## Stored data

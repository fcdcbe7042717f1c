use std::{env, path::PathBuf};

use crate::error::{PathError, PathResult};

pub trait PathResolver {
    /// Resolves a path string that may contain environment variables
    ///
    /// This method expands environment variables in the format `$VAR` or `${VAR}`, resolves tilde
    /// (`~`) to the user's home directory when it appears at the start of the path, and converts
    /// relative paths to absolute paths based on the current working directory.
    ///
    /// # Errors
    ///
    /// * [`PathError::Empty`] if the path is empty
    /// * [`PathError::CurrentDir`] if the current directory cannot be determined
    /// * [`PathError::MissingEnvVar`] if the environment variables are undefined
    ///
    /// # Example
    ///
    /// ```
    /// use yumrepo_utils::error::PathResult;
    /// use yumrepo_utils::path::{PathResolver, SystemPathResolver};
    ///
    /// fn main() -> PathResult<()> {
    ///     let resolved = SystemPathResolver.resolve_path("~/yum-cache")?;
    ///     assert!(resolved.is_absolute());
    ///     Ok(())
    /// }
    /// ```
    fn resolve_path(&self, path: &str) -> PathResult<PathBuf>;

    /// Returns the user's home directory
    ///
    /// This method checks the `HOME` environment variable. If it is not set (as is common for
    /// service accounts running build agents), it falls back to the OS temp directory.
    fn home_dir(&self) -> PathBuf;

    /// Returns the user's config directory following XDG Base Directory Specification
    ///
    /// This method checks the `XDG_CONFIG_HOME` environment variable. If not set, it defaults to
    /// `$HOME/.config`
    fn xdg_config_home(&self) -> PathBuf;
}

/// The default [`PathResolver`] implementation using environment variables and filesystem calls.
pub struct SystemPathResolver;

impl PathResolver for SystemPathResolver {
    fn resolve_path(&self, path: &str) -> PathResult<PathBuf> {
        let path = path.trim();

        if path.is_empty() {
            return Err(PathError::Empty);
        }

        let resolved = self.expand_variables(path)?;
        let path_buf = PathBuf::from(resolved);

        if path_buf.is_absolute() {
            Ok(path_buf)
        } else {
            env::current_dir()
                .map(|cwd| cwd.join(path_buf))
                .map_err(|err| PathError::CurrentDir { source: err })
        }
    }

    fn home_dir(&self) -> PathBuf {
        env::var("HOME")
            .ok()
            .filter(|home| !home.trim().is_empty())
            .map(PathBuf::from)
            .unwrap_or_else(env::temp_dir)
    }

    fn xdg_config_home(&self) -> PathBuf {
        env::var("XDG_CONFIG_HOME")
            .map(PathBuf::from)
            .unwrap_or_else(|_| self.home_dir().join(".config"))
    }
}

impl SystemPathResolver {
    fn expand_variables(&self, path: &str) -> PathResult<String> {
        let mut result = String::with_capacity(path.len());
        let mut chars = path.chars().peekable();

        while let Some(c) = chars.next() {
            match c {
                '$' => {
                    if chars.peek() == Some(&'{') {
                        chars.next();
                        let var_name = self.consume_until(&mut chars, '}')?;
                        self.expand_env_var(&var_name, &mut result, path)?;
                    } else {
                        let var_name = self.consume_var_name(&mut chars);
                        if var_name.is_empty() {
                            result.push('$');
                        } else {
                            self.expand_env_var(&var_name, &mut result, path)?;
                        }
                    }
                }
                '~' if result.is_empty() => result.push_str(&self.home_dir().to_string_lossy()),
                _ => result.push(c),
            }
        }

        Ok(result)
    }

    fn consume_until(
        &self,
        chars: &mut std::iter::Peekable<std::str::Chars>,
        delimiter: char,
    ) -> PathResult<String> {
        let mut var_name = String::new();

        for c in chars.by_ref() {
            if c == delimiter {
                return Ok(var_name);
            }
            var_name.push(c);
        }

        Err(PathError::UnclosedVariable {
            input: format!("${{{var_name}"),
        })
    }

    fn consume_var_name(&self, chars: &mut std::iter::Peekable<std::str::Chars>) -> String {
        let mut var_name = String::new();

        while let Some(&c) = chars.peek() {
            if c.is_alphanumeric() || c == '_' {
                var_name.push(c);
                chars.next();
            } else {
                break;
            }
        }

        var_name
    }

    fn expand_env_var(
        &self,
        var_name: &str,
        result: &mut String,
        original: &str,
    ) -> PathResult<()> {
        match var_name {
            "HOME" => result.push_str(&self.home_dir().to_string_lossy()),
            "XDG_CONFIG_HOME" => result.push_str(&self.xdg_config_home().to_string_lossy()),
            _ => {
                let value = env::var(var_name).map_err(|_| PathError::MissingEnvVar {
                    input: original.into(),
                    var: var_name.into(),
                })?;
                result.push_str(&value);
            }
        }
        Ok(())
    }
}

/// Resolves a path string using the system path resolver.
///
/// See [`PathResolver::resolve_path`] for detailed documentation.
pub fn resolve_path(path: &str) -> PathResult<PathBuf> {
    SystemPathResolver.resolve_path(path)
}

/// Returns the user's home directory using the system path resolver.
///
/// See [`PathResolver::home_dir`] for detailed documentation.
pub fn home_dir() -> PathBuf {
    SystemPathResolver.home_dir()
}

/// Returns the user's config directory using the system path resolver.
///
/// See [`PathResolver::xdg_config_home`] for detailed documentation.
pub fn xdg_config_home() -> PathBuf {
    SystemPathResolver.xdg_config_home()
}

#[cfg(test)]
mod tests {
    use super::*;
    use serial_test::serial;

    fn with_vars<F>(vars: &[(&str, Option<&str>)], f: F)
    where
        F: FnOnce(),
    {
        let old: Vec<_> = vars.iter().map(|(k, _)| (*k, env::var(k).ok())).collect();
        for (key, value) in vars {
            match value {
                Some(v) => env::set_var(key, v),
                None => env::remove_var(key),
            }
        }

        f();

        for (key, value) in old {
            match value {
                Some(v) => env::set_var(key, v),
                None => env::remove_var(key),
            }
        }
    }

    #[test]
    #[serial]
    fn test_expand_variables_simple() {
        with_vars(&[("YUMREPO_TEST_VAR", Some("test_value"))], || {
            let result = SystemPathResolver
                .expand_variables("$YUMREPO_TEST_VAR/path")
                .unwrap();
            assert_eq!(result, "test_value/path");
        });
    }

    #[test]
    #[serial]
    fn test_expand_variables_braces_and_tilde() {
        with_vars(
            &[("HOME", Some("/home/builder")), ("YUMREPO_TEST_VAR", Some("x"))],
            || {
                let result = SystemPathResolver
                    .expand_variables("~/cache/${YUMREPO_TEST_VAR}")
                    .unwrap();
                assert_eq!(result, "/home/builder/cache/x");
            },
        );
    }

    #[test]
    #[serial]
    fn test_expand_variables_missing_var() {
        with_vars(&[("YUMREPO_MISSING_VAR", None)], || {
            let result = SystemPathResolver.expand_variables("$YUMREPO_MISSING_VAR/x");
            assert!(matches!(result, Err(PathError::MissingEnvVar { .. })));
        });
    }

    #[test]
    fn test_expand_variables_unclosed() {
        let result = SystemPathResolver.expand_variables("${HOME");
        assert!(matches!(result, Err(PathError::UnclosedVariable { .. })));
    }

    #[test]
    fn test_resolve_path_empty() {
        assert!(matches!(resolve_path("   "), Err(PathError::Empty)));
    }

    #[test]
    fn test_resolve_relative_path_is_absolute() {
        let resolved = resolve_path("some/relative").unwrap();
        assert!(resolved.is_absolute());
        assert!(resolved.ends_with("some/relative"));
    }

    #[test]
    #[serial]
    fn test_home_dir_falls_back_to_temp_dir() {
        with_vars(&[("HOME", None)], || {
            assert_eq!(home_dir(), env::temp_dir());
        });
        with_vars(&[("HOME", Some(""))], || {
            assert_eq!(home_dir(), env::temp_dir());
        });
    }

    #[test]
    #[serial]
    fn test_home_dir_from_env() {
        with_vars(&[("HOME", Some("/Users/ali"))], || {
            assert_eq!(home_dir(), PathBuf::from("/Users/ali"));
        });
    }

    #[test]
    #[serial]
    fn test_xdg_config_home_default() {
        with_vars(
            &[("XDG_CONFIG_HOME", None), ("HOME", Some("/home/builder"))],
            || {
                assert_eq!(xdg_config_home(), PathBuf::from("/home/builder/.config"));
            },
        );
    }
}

...

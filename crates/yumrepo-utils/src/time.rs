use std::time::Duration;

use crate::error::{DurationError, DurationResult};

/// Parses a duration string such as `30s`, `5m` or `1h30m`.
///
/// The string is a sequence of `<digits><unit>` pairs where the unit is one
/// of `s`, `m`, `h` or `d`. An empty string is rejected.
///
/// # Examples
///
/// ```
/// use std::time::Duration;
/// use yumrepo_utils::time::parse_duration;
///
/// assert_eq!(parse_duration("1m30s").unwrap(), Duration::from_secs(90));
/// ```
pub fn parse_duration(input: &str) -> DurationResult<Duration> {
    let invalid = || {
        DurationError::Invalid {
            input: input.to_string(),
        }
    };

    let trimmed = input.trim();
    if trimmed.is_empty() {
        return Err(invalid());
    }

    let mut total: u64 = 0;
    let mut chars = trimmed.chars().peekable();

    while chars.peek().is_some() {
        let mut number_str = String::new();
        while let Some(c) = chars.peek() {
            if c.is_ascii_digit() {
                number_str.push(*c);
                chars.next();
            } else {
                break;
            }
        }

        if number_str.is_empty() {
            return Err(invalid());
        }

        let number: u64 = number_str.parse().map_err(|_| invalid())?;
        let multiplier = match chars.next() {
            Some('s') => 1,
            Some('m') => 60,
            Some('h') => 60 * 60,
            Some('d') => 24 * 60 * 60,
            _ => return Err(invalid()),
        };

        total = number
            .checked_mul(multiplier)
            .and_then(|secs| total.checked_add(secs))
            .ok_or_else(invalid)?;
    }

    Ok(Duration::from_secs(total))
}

## Goal of the exercise
Work through the records above. Copy every line with the string "PathResult".

## Response box
use crate::error::{PathError, PathResult};
    /// use yumrepo_utils::error::PathResult;
    /// fn main() -> PathResult<()> {
    fn resolve_path(&self, path: &str) -> PathResult<PathBuf>;
    fn resolve_path(&self, path: &str) -> PathResult<PathBuf> {
    fn expand_variables(&self, path: &str) -> PathResult<String> {
    ) -> PathResult<String> {
    ) -> PathResult<()> {
pub fn resolve_path(path: &str) -> PathResult<PathBuf> {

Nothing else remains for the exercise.